**Required work**
Go to the line in the entries below that holds "(self.highest_price - self.current_price)" and repeat exactly from there through the line that holds "pub fn current_value_sol(&self)", inclusive.

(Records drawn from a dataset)
#[cfg(test)]
mod tests {
    use super::*;
    use crate::config::{Config, PersistenceConfig, SimulationModeConfig};
    use crate::stats::persistence::{SnapshotStore, SnapshotWriter};
    use std::time::Duration;
    use tokio_util::sync::CancellationToken;

    fn manager_with(config: Config, cancel: CancellationToken) -> PositionManager {
        manager_with_snapshots(config, cancel, None)
    }

    fn manager_with_snapshots(
        config: Config,
        cancel: CancellationToken,
        snapshots: Option<SnapshotHandle>,
    ) -> PositionManager {
        let events = EventBus::new(64);
        let wallet = Arc::new(Wallet::new(config.wallet.initial_balance_sol, events.clone()));
        let simulator = Arc::new(TxSimulator::new(
            config.transaction.simulation_mode.clone(),
            cancel,
        ));
        PositionManager::new(
            ConfigHandle::new(config),
            wallet,
            simulator,
            Arc::new(Analytics::new()),
            events,
            snapshots,
        )
    }

    fn simulated_config(seed: u64) -> Config {
        let mut config = instant_config();
        config.transaction.simulation_mode = SimulationModeConfig {
            seed: Some(seed),
            ..Default::default()
        };
        config
    }

    fn instant_config() -> Config {
        let mut config = Config::default();
        config.transaction.simulation_mode.enabled = false;
        config.position.volatility_scaling = false;
        config
    }

    fn request(price: f64, timestamp: i64) -> OpenRequest {
        OpenRequest {
            mint: "mint".into(),
            symbol: "SYM".into(),
            price,
            market_cap_sol: 44.0,
            volatility: 0.0,
            reference_volume_sol: 20.0,
            timestamp,
        }
    }

    fn market(price: f64, volume_sol: f64, timestamp: i64) -> MarketContext {
        MarketContext {
            price,
            volatility: 0.0,
            volume_sol,
            timestamp,
        }
    }

    #[tokio::test]
    async fn test_open_debits_wallet() {
        let manager = manager_with(instant_config(), CancellationToken::new());
        let position = manager.open_position(request(1.0, 0)).await.unwrap();

        assert!(position.is_open());
        assert!((position.size - 0.44).abs() < 1e-12);
        assert!((manager.wallet().balance().await - 9.56).abs() < 1e-12);
        assert!(!manager.can_open(1).await);

        // only one position at a time
        assert!(matches!(
            manager.open_position(request(1.0, 1)).await,
            Err(Error::IllegalPositionState(_))
        ));
    }

    #[tokio::test]
    async fn test_insufficient_balance() {
        let mut config = instant_config();
        config.wallet.initial_balance_sol = 0.2;
        let manager = manager_with(config, CancellationToken::new());

        let err = manager.open_position(request(1.0, 0)).await.unwrap_err();
        assert!(matches!(err, Error::InsufficientBalance { .. }));
        assert!(manager.active_position().await.is_none());
        assert_eq!(manager.wallet().balance().await, 0.2);
    }

    #[tokio::test]
    async fn test_stop_loss_closes_and_starts_cooldown() {
        let manager = manager_with(instant_config(), CancellationToken::new());
        manager.open_position(request(1.0, 0)).await.unwrap();

        let other = manager.on_market_update("other", market(0.1, 0.0, 10), 100.0).await;
        assert!(other.unwrap().is_none());
        let calm = manager.on_market_update("mint", market(0.95, 0.0, 10), 100.0).await;
        assert!(calm.unwrap().is_none());

        let outcome = manager.on_market_update("mint", market(0.7, 0.0, 20), 100.0).await.unwrap();
        let Some(ExitOutcome::Closed(position)) = outcome else {
            panic!("expected close, got {:?}", outcome);
        };
        assert_eq!(position.close_reason, Some(crate::strategy::types::ExitReason::StopLoss));
        assert!((position.realized_pnl_sol + 0.132).abs() < 1e-9);
        assert!((manager.wallet().balance().await - 9.868).abs() < 1e-9);

        assert!(!manager.can_open(20 + 29_999).await);
        assert!(manager.can_open(20 + 30_000).await);
    }

    #[tokio::test(start_paused = true)]
    async fn test_cancelled_entry_leaves_no_trace() {
        let mut config = instant_config();
        config.transaction.simulation_mode = SimulationModeConfig {
            seed: Some(3),
            ..Default::default()
        };
        let cancel = CancellationToken::new();
        let manager = Arc::new(manager_with(config, cancel.clone()));

        let task = {
            let manager = manager.clone();
            tokio::spawn(async move { manager.open_position(request(1.0, 0)).await })
        };
        tokio::time::sleep(Duration::from_millis(100)).await;
        assert!(manager.active_position().await.is_some());
        cancel.cancel();

        assert!(matches!(task.await.unwrap(), Err(Error::SimulatorCancelled)));
        assert!(manager.active_position().await.is_none());
        assert_eq!(manager.wallet().balance().await, 10.0);
    }

    #[tokio::test]
    async fn test_restore_open_position() {
        let manager = manager_with(instant_config(), CancellationToken::new());
        manager.open_position(request(1.0, 0)).await.unwrap();
        let snapshot = manager.positions_snapshot(5).await;

        let fresh = manager_with(instant_config(), CancellationToken::new());
        let restored = fresh.restore(snapshot.clone()).await.unwrap();
        assert_eq!(Some(restored), snapshot.position);
        assert!((fresh.wallet().balance().await - 9.56).abs() < 1e-12);
        assert_eq!(fresh.active_mint().await.as_deref(), Some("mint"));
    }

    #[tokio::test(start_paused = true)]
    async fn test_exit_delay_does_not_hold_the_slot() {
        let manager = Arc::new(manager_with(simulated_config(7), CancellationToken::new()));
        manager.open_position(request(1.0, 0)).await.unwrap();

        let exit = {
            let manager = manager.clone();
            tokio::spawn(async move {
                manager.on_market_update("mint", market(0.1, 0.0, 10), 100.0).await
            })
        };
        // the exit is now waiting out its delay
        tokio::time::sleep(Duration::from_millis(10)).await;
        assert!(!exit.is_finished());

        let mint = tokio::time::timeout(Duration::from_millis(5), manager.active_mint()).await;
        assert_eq!(mint.unwrap().as_deref(), Some("mint"));
        assert!(manager.active_position().await.unwrap().is_open());
        // a second decision is not taken while one is in flight
        assert!(manager
            .on_market_update("mint", market(0.1, 0.0, 11), 100.0)
            .await
            .unwrap()
            .is_none());

        let outcome = exit.await.unwrap().unwrap();
        assert!(matches!(outcome, Some(ExitOutcome::Closed(_))));
        assert!(manager.active_position().await.is_none());
    }

    #[tokio::test(start_paused = true)]
    async fn test_cancelled_exit_keeps_position_open() {
        let cancel = CancellationToken::new();
        let manager = Arc::new(manager_with(simulated_config(11), cancel.clone()));
        manager.open_position(request(1.0, 0)).await.unwrap();

        let exit = {
            let manager = manager.clone();
            tokio::spawn(async move {
                manager.on_market_update("mint", market(0.1, 0.0, 10), 100.0).await
            })
        };
        tokio::time::sleep(Duration::from_millis(10)).await;
        cancel.cancel();

        assert!(matches!(exit.await.unwrap(), Err(Error::SimulatorCancelled)));
        let position = manager.active_position().await.unwrap();
        assert!(position.is_open());
        assert_eq!(position.remaining_size, 1.0);
    }

    #[tokio::test]
    async fn test_force_exit_sells_everything() {
        let manager = manager_with(instant_config(), CancellationToken::new());
        manager.open_position(request(1.0, 0)).await.unwrap();

        assert!(manager
            .force_exit("other", market(0.5, 0.0, 10), ExitReason::TokenDead, 100.0)
            .await
            .unwrap()
            .is_none());

        // 0.98 would not trip any exit strategy
        let outcome = manager
            .force_exit("mint", market(0.98, 0.0, 10), ExitReason::TokenDead, 100.0)
            .await
            .unwrap();
        let Some(ExitOutcome::Closed(position)) = outcome else {
            panic!("expected close, got {:?}", outcome);
        };
        assert_eq!(position.close_reason, Some(ExitReason::TokenDead));
        assert_eq!(position.closed_at, Some(10));
        assert!((position.realized_pnl_sol + 0.0088).abs() < 1e-9);
        assert!(manager.active_position().await.is_none());
    }

    #[tokio::test]
    async fn test_close_snapshot_carries_close_time() {
        let dir = tempfile::tempdir().unwrap();
        let store = SnapshotStore::new(dir.path());
        let events = EventBus::new(16);
        let (handle, _task) = SnapshotWriter::new(
            store.clone(),
            PersistenceConfig::default(),
            events,
            CancellationToken::new(),
        )
        .spawn();

        let cancel = CancellationToken::new();
        let manager = manager_with_snapshots(instant_config(), cancel, Some(handle.clone()));
        manager.open_position(request(1.0, 1_000)).await.unwrap();
        manager
            .on_market_update("mint", market(0.7, 0.0, 4_000), 100.0)
            .await
            .unwrap();
        handle.flush().await.unwrap();

        let snapshot = store.load_positions().await.unwrap().unwrap();
        assert!(snapshot.position.is_none());
        assert_eq!(snapshot.last_closed_at, Some(4_000));
        assert_eq!(snapshot.saved_at, 4_000);
    }
}
//! Command-line interface

pub mod commands;
//! Simulated position and its P&L accounting
//!
//! A position goes PENDING -> OPEN -> CLOSED. Exits are expressed as
//! fractions of the original size; `remaining_size` only ever shrinks.

use serde::{Deserialize, Serialize};
use tracing::debug;
use uuid::Uuid;

use crate::error::{Error, Result};
use crate::stream::event::TradeSide;
use crate::strategy::types::ExitReason;

/// Below this the position counts as fully exited
const REMAINING_EPSILON: f64 = 1e-9;

#[derive(Debug, Clone, Copy, PartialEq, Eq, Serialize, Deserialize)]
#[serde(rename_all = "SCREAMING_SNAKE_CASE")]
pub enum PositionState {
    Pending,
    Open,
    Closed,
}

/// A simulated fill
#[derive(Debug, Clone, PartialEq, Serialize, Deserialize)]
#[serde(rename_all = "camelCase")]
pub struct PositionTrade {
    pub side: TradeSide,
    pub timestamp: i64,
    pub quoted_price: f64,
    pub execution_price: f64,
    pub sol_amount: f64,
    pub slippage_pct: f64,
}

#[derive(Debug, Clone, PartialEq, Serialize, Deserialize)]
#[serde(rename_all = "camelCase")]
pub struct PartialExit {
    pub timestamp: i64,
    /// Effective fraction of the original size closed by this exit
    pub portion: f64,
    pub execution_price: f64,
    pub proceeds_sol: f64,
    pub realized_pnl_sol: f64,
    pub reason: ExitReason,
}

#[derive(Debug, Clone, PartialEq, Serialize, Deserialize)]
#[serde(rename_all = "camelCase")]
pub struct Position {
    pub id: String,
    pub mint: String,
    pub symbol: String,
    pub state: PositionState,
    pub entry_price: f64,
    pub entry_time: i64,
    /// SOL committed at entry
    pub size: f64,
    /// Fraction of `size` still held, in [0, 1]
    pub remaining_size: f64,
    pub current_price: f64,
    pub highest_price: f64,
    pub lowest_price: f64,
    pub realized_pnl_sol: f64,
    pub realized_pnl_usd: f64,
    pub unrealized_pnl_sol: f64,
    pub trades: Vec<PositionTrade>,
    pub partial_exits: Vec<PartialExit>,
    /// One-based take-profit tiers already consumed
    pub triggered_tiers: Vec<u8>,
    /// Highest measurement-period volume seen while open
    pub peak_volume_sol: f64,
    pub last_update: i64,
    pub close_reason: Option<ExitReason>,
    pub closed_at: Option<i64>,
}

impl Position {
    /// A position awaiting its simulated entry fill
    pub fn pending(mint: &str, symbol: &str, size: f64, quoted_price: f64, timestamp: i64) -> Self {
        Self {
            id: Uuid::new_v4().to_string(),
            mint: mint.to_string(),
            symbol: symbol.to_string(),
            state: PositionState::Pending,
            entry_price: quoted_price,
            entry_time: timestamp,
            size,
            remaining_size: 1.0,
            current_price: quoted_price,
            highest_price: quoted_price,
            lowest_price: quoted_price,
            realized_pnl_sol: 0.0,
            realized_pnl_usd: 0.0,
            unrealized_pnl_sol: 0.0,
            trades: Vec::new(),
            partial_exits: Vec::new(),
            triggered_tiers: Vec::new(),
            peak_volume_sol: 0.0,
            last_update: timestamp,
            close_reason: None,
            closed_at: None,
        }
    }

    /// PENDING -> OPEN at the simulated execution price
    pub fn open(&mut self, execution_price: f64, slippage_pct: f64, timestamp: i64) -> Result<()> {
        if self.state != PositionState::Pending {
            return Err(Error::IllegalPositionState(format!(
                "cannot open position {} in state {:?}",
                self.id, self.state
            )));
        }
        if !(execution_price.is_finite() && execution_price > 0.0) {
            return Err(Error::IllegalPositionState(format!(
                "invalid execution price {}",
                execution_price
            )));
        }

        self.trades.push(PositionTrade {
            side: TradeSide::Buy,
            timestamp,
            quoted_price: self.entry_price,
            execution_price,
            sol_amount: self.size,
            slippage_pct,
        });
        self.state = PositionState::Open;
        self.entry_price = execution_price;
        self.entry_time = timestamp;
        self.current_price = execution_price;
        self.highest_price = execution_price;
        self.lowest_price = execution_price;
        self.last_update = timestamp;
        self.unrealized_pnl_sol = 0.0;
        Ok(())
    }

    pub fn is_open(&self) -> bool {
        self.state == PositionState::Open
    }

    pub fn is_closed(&self) -> bool {
        self.state == PositionState::Closed
    }

    /// ROI of the held portion at the current price, in percent
    pub fn roi_pct(&self) -> f64 {
        self.roi_at(self.current_price)
    }

    pub fn roi_at(&self, price: f64) -> f64 {
        if self.entry_price <= 0.0 {
            return 0.0;
        }
        (price - self.entry_price) / self.entry_price * 100.0
    }

    /// ROI at the highest price seen since entry
    pub fn peak_roi_pct(&self) -> f64 {
        self.roi_at(self.highest_price)
    }

    /// Percent below the highest price seen since entry
    pub fn drawdown_from_peak_pct(&self) -> f64 {
        if self.highest_price <= 0.0 {
            return 0.0;
        }
        (self.highest_price - self.current_price) / self.highest_price * 100.0
    }

    pub fn hold_time_ms(&self, now: i64) -> i64 {
        (now - self.entry_time).max(0)
    }

    /// SOL value of the held portion at the current price
    pub fn current_value_sol(&self) -> f64 {
        if self.entry_price <= 0.0 {
            return 0.0;
        }
        self.remaining_size * self.size * self.current_price / self.entry_price
    }

    pub fn tier_triggered(&self, tier: u8) -> bool {
        self.triggered_tiers.contains(&tier)
    }

    /// Sum of all effective exit portions
    pub fn exited_portion(&self) -> f64 {
        self.partial_exits.iter().map(|e| e.portion).sum()
    }

    pub fn update_price(&mut self, price: f64, timestamp: i64) -> Result<()> {
        if !self.is_open() {
            return Err(Error::IllegalPositionState(format!(
                "price update on position {} in state {:?}",
                self.id, self.state
            )));
        }
        if !(price.is_finite() && price > 0.0) {
            return Ok(());
        }
        self.current_price = price;
        self.highest_price = self.highest_price.max(price);
        self.lowest_price = self.lowest_price.min(price);
        self.last_update = timestamp;
        self.unrealized_pnl_sol =
            self.remaining_size * self.size * (price / self.entry_price - 1.0);
        Ok(())
    }

    pub fn observe_volume(&mut self, volume_sol: f64) {
        if volume_sol.is_finite() && volume_sol > self.peak_volume_sol {
            self.peak_volume_sol = volume_sol;
        }
    }

    /// Close `portion` of the original size at `execution_price`.
    /// Returns the recorded exit; the proceeds go to the wallet.
    pub fn apply_exit(
        &mut self,
        portion: f64,
        execution_price: f64,
        reason: ExitReason,
        timestamp: i64,
        sol_usd: f64,
    ) -> Result<PartialExit> {
        if !self.is_open() {
            return Err(Error::IllegalPositionState(format!(
                "exit on position {} in state {:?}",
                self.id, self.state
            )));
        }
        if !(portion.is_finite() && portion > 0.0) {
            return Err(Error::IllegalPositionState(format!("invalid exit portion {}", portion)));
        }

        let effective = portion.min(self.remaining_size);
        let ratio = execution_price / self.entry_price;
        let proceeds_sol = effective * self.size * ratio;
        let realized_pnl_sol = effective * self.size * (ratio - 1.0);

        self.remaining_size -= effective;
        if self.remaining_size <= REMAINING_EPSILON {
            self.remaining_size = 0.0;
        }
        self.realized_pnl_sol += realized_pnl_sol;
        self.realized_pnl_usd += realized_pnl_sol * sol_usd;
        self.unrealized_pnl_sol =
            self.remaining_size * self.size * (self.current_price / self.entry_price - 1.0);
        self.last_update = timestamp;

        if let ExitReason::TakeProfit { tier } = reason {
            if !self.triggered_tiers.contains(&tier) {
                self.triggered_tiers.push(tier);
            }
        }

        self.trades.push(PositionTrade {
            side: TradeSide::Sell,
            timestamp,
            quoted_price: self.current_price,
            execution_price,
            sol_amount: proceeds_sol,
            slippage_pct: (execution_price / self.current_price - 1.0) * 100.0,
        });

        let exit = PartialExit {
            timestamp,
            portion: effective,
            execution_price,
            proceeds_sol,
            realized_pnl_sol,
            reason,
        };
        self.partial_exits.push(exit.clone());

        if self.remaining_size == 0.0 {
            self.state = PositionState::Closed;
            self.close_reason = Some(reason);
            self.closed_at = Some(timestamp);
            self.unrealized_pnl_sol = 0.0;
        }

        debug!(
            mint = %self.mint,
            reason = %reason,
            portion = effective,
            remaining = self.remaining_size,
            pnl_sol = realized_pnl_sol,
            "Applied exit"
        );
        Ok(exit)
    }
}
//! PumpPortal WebSocket feed
//!
//! PumpPortal provides a free WebSocket API for real-time pump.fun data.
//! The client keeps a durable subscription set: whatever was subscribed is
//! replayed after every reconnect, and changes made while connected are
//! forwarded immediately.
//!
//! WebSocket endpoint: wss://pumpportal.fun/api/data
//! Documentation: https://pumpportal.fun/data-api/real-time

use async_trait::async_trait;
use dashmap::DashSet;
use futures_util::{SinkExt, StreamExt};
use serde::Serialize;
use std::sync::atomic::{AtomicBool, Ordering};
use std::sync::Arc;
use std::time::Duration;
use tokio::sync::mpsc;
use tokio::time::sleep;
use tokio_tungstenite::{connect_async, tungstenite::Message};
use tokio_util::sync::CancellationToken;
use tracing::{debug, error, info, trace, warn};

use crate::config::FeedConfig;
use crate::error::{Error, Result};
use crate::stream::event::RawFeedRecord;

/// Subscription methods
#[derive(Debug, Clone, PartialEq, Serialize)]
#[serde(rename_all = "camelCase")]
pub struct SubscriptionMessage {
    pub method: String,
    #[serde(skip_serializing_if = "Option::is_none")]
    pub keys: Option<Vec<String>>,
}

impl SubscriptionMessage {
    pub fn subscribe_new_tokens() -> Self {
        Self {
            method: "subscribeNewToken".to_string(),
            keys: None,
        }
    }

    pub fn subscribe_token_trades(mints: Vec<String>) -> Self {
        Self {
            method: "subscribeTokenTrade".to_string(),
            keys: Some(mints),
        }
    }

    pub fn unsubscribe_token_trades(mints: Vec<String>) -> Self {
        Self {
            method: "unsubscribeTokenTrade".to_string(),
            keys: Some(mints),
        }
    }
}

/// Where feed records go once received
#[async_trait]
pub trait FeedSink: Send + Sync {
    async fn deliver(&self, record: RawFeedRecord) -> Result<()>;

    /// A message that could not even be parsed
    fn malformed(&self, detail: &str);
}

/// Subscription changes requested by the engine
#[async_trait]
pub trait SubscriptionControl: Send + Sync {
    async fn subscribe_new_tokens(&self) -> Result<()>;
    async fn subscribe_token_trades(&self, mint: &str) -> Result<()>;
    async fn unsubscribe_token_trades(&self, mint: &str) -> Result<()>;
}

/// Durable record of what we are subscribed to
#[derive(Debug)]
pub struct SubscriptionSet {
    new_tokens: AtomicBool,
    mints: DashSet<String>,
    commands: mpsc::UnboundedSender<SubscriptionMessage>,
}

impl SubscriptionSet {
    /// The receiver feeds live changes to a connected client. Dropping it
    /// leaves a set that only records (used for replay).
    pub fn new() -> (Arc<Self>, mpsc::UnboundedReceiver<SubscriptionMessage>) {
        let (commands, rx) = mpsc::unbounded_channel();
        let set = Arc::new(Self {
            new_tokens: AtomicBool::new(false),
            mints: DashSet::new(),
            commands,
        });
        (set, rx)
    }

    pub fn is_subscribed(&self, mint: &str) -> bool {
        self.mints.contains(mint)
    }

    pub fn len(&self) -> usize {
        self.mints.len()
    }

    pub fn is_empty(&self) -> bool {
        self.mints.is_empty()
    }

    /// Messages that rebuild the full subscription state on a new connection
    pub fn replay_messages(&self) -> Vec<SubscriptionMessage> {
        let mut messages = Vec::new();
        if self.new_tokens.load(Ordering::Relaxed) {
            messages.push(SubscriptionMessage::subscribe_new_tokens());
        }
        let mut mints: Vec<String> = self.mints.iter().map(|m| m.key().clone()).collect();
        if !mints.is_empty() {
            mints.sort();
            messages.push(SubscriptionMessage::subscribe_token_trades(mints));
        }
        messages
    }

    fn forward(&self, message: SubscriptionMessage) {
        if self.commands.send(message).is_err() {
            trace!("No live connection for subscription change");
        }
    }
}

#[async_trait]
impl SubscriptionControl for SubscriptionSet {
    async fn subscribe_new_tokens(&self) -> Result<()> {
        if !self.new_tokens.swap(true, Ordering::Relaxed) {
            self.forward(SubscriptionMessage::subscribe_new_tokens());
        }
        Ok(())
    }

    async fn subscribe_token_trades(&self, mint: &str) -> Result<()> {
        if self.mints.insert(mint.to_string()) {
            debug!(mint = %mint, "Subscribing to token trades");
            self.forward(SubscriptionMessage::subscribe_token_trades(vec![mint.to_string()]));
        }
        Ok(())
    }

    async fn unsubscribe_token_trades(&self, mint: &str) -> Result<()> {
        if self.mints.remove(mint).is_some() {
            debug!(mint = %mint, "Unsubscribing from token trades");
            self.forward(SubscriptionMessage::unsubscribe_token_trades(vec![mint.to_string()]));
        }
        Ok(())
    }
}

/// PumpPortal WebSocket client
pub struct PumpPortalClient {
    config: FeedConfig,
    subscriptions: Arc<SubscriptionSet>,
    commands: mpsc::UnboundedReceiver<SubscriptionMessage>,
    sink: Arc<dyn FeedSink>,
    cancel: CancellationToken,
}

enum StreamEnd {
    Cancelled,
    Disconnected,
}

impl PumpPortalClient {
    pub fn new(
        config: FeedConfig,
        subscriptions: Arc<SubscriptionSet>,
        commands: mpsc::UnboundedReceiver<SubscriptionMessage>,
        sink: Arc<dyn FeedSink>,
        cancel: CancellationToken,
    ) -> Self {
        Self {
            config,
            subscriptions,
            commands,
            sink,
            cancel,
        }
    }

    /// Stream until cancelled. Fails once `max_reconnect_attempts`
    /// consecutive connection attempts have failed (0 = retry forever).
    pub async fn run(mut self) -> Result<()> {
        info!("Starting PumpPortal WebSocket client, URL: {}", self.config.ws_url);
        let mut reconnect_attempts = 0u32;

        loop {
            match self.connect_and_stream().await {
                Ok(StreamEnd::Cancelled) => {
                    info!("PumpPortal client shutting down");
                    return Ok(());
                }
                Ok(StreamEnd::Disconnected) => {
                    reconnect_attempts = 0;
                }
                Err(e) => {
                    error!("PumpPortal WebSocket error: {}", e);
                    reconnect_attempts += 1;
                    if self.config.max_reconnect_attempts > 0
                        && reconnect_attempts >= self.config.max_reconnect_attempts
                    {
                        error!(
                            "Max reconnect attempts ({}) reached",
                            self.config.max_reconnect_attempts
                        );
                        return Err(Error::FeedConnection(
                            "max reconnect attempts reached".to_string(),
                        ));
                    }
                }
            }

            let delay = Duration::from_millis(self.config.reconnect_delay_ms);
            warn!("Reconnecting in {:?}...", delay);
            tokio::select! {
                _ = self.cancel.cancelled() => return Ok(()),
                _ = sleep(delay) => {}
            }
        }
    }

    async fn connect_and_stream(&mut self) -> Result<StreamEnd> {
        let url = url::Url::parse(&self.config.ws_url)
            .map_err(|e| Error::Config(format!("Invalid WebSocket URL: {}", e)))?;

        let connected = tokio::select! {
            _ = self.cancel.cancelled() => return Ok(StreamEnd::Cancelled),
            connected = connect_async(url) => connected,
        };
        let (ws_stream, _) =
            connected.map_err(|e| {
                Error::FeedConnection(format!("WebSocket connect failed: {}", e))
            })?;
        info!("Connected to PumpPortal WebSocket");

        let (mut write, mut read) = ws_stream.split();

        // live changes queued while disconnected are covered by the replay
        while self.commands.try_recv().is_ok() {}
        for message in self.subscriptions.replay_messages() {
            let json = serde_json::to_string(&message)?;
            write
                .send(Message::Text(json))
                .await
                .map_err(|e| Error::FeedConnection(format!("Failed to subscribe: {}", e)))?;
        }
        info!(mints = self.subscriptions.len(), "Subscriptions replayed");

        let mut ping_timer =
            tokio::time::interval(Duration::from_secs(self.config.ping_interval_secs.max(1)));

        loop {
            tokio::select! {
                _ = self.cancel.cancelled() => {
                    let _ = write.send(Message::Close(None)).await;
                    return Ok(StreamEnd::Cancelled);
                }

                _ = ping_timer.tick() => {
                    if let Err(e) = write.send(Message::Ping(vec![])).await {
                        error!("Failed to send ping: {}", e);
                        return Ok(StreamEnd::Disconnected);
                    }
                    trace!("Sent ping");
                }

                Some(command) = self.commands.recv() => {
                    let json = serde_json::to_string(&command)?;
                    if let Err(e) = write.send(Message::Text(json)).await {
                        error!("Failed to send subscription change: {}", e);
                        return Ok(StreamEnd::Disconnected);
                    }
                }

                msg = read.next() => {
                    match msg {
                        Some(Ok(Message::Text(text))) => self.handle_message(&text).await?,
                        Some(Ok(Message::Pong(_))) => trace!("Received pong"),
                        Some(Ok(Message::Close(_))) => {
                            info!("WebSocket closed by server");
                            return Ok(StreamEnd::Disconnected);
                        }
                        Some(Err(e)) => {
                            error!("WebSocket error: {}", e);
                            return Ok(StreamEnd::Disconnected);
                        }
                        None => {
                            info!("WebSocket stream ended");
                            return Ok(StreamEnd::Disconnected);
                        }
                        _ => {}
                    }
                }
            }
        }
    }

    async fn handle_message(&self, text: &str) -> Result<()> {
        match parse_message(text) {
            Ok(Some(record)) => self.sink.deliver(record).await,
            Ok(None) => {
                debug!("Non-event message: {}", &text[..text.len().min(100)]);
                Ok(())
            }
            Err(e) => {
                self.sink.malformed(&e.to_string());
                Ok(())
            }
        }
    }
}

/// Parse one feed message. Control messages (subscription acks) yield
/// `None`; records missing a timestamp are stamped with the receive time.
pub fn parse_message(text: &str) -> Result<Option<RawFeedRecord>> {
    let mut record: RawFeedRecord =
        serde_json::from_str(text)
            .map_err(|e| Error::MalformedEvent(format!("invalid JSON: {}", e)))?;
    if record.tx_type.is_none() && record.mint.is_none() {
        return Ok(None);
    }
    if record.timestamp.is_none() {
        record.timestamp = Some(chrono::Utc::now().timestamp_millis());
    }
    Ok(Some(record))
}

**Your solution**
        (self.highest_price - self.current_price) / self.highest_price * 100.0
    }

    pub fn hold_time_ms(&self, now: i64) -> i64 {
        (now - self.entry_time).max(0)
    }

    /// SOL value of the held portion at the current price
    pub fn current_value_sol(&self) -> f64 {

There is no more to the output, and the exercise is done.